Each line of the material below that holds the word "used" needs to be copied.
◆ ◆ ◆
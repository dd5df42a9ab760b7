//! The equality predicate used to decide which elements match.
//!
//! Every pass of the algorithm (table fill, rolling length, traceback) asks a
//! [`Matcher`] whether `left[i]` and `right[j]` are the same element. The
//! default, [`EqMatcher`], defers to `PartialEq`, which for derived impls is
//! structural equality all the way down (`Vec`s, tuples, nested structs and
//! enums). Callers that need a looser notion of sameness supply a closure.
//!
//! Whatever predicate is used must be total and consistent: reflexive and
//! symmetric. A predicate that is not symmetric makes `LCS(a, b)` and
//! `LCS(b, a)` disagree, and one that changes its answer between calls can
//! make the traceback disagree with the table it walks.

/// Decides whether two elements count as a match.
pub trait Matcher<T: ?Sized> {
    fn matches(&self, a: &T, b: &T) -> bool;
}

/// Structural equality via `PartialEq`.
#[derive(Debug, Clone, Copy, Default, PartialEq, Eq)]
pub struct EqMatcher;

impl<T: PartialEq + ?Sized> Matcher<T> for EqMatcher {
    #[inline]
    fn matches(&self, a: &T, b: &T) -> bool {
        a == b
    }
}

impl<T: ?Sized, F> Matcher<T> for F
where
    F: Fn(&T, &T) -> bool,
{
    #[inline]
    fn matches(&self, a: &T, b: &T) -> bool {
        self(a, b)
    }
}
◆ ◆ ◆
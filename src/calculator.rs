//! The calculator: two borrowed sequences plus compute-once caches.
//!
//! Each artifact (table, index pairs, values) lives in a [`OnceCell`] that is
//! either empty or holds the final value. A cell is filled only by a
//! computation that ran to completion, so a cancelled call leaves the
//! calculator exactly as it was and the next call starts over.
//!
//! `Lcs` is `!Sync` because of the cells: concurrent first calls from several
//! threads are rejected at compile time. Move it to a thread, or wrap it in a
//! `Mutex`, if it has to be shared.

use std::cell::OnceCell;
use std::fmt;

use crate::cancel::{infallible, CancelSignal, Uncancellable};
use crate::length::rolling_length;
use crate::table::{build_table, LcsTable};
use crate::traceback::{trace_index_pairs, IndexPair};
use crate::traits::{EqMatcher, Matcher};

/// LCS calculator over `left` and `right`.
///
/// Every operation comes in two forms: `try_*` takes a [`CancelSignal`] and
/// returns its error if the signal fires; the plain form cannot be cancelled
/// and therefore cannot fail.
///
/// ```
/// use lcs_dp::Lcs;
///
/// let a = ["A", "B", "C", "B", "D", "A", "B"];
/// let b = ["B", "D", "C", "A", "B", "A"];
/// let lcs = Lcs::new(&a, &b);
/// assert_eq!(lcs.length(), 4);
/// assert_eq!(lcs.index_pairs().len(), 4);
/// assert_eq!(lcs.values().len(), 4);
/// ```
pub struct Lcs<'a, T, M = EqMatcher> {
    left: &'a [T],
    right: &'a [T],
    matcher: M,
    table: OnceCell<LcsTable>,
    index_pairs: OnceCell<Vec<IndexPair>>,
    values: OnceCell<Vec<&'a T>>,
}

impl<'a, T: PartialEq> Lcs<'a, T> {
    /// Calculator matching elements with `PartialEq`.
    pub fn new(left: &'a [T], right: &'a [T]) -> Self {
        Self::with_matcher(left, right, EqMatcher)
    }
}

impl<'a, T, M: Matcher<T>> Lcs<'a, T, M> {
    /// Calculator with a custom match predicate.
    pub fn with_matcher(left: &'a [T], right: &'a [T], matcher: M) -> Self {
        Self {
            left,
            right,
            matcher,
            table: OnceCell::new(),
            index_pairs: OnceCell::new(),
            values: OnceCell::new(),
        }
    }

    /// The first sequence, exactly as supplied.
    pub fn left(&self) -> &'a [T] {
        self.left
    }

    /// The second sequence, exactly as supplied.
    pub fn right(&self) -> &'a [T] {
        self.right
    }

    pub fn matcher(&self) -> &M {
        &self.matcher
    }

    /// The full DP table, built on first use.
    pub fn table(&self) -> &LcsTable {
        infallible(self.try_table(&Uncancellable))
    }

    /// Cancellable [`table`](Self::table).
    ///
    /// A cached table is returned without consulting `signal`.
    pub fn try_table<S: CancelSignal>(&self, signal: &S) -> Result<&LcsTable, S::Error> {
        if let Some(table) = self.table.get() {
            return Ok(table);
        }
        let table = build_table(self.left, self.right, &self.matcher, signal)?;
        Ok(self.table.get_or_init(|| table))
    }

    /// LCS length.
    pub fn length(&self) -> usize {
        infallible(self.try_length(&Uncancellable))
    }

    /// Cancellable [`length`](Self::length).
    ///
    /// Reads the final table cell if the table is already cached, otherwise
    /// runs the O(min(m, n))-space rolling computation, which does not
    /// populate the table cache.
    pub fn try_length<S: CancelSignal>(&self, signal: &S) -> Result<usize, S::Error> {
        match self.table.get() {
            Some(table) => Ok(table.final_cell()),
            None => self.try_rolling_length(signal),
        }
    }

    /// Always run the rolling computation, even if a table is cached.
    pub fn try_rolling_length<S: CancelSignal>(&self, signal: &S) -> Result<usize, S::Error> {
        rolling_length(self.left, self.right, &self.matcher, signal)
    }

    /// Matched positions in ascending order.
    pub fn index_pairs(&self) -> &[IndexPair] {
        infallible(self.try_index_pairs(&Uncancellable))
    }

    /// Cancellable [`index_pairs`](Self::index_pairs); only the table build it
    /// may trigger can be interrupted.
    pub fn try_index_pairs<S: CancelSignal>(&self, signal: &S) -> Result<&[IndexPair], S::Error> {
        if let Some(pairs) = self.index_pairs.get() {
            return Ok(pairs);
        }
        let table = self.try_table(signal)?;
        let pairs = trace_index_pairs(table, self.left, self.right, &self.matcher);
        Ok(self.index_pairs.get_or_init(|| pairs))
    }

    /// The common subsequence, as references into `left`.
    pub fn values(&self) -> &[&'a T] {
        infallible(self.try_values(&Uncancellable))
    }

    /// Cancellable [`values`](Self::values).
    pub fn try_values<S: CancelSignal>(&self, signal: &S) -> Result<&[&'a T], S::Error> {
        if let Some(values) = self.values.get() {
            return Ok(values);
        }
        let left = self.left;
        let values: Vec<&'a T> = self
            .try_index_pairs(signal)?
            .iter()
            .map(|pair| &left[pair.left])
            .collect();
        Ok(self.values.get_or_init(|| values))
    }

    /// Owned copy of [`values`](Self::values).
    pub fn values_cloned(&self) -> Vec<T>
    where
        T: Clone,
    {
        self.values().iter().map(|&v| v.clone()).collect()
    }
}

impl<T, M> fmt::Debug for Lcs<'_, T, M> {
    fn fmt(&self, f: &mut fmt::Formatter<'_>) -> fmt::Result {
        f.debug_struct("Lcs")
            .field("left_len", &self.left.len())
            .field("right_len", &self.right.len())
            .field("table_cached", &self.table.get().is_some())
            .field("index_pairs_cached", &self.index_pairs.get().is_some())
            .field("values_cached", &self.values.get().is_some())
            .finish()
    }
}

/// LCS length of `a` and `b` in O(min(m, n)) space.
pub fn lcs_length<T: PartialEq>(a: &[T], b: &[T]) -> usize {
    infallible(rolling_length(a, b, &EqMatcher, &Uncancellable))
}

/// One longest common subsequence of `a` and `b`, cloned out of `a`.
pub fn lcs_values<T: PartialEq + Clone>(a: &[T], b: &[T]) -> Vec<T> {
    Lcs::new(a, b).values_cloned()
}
◆ ◆ ◆
# [Output for this task]
//! The equality predicate used to decide which elements match.
//! Whatever predicate is used must be total and consistent: reflexive and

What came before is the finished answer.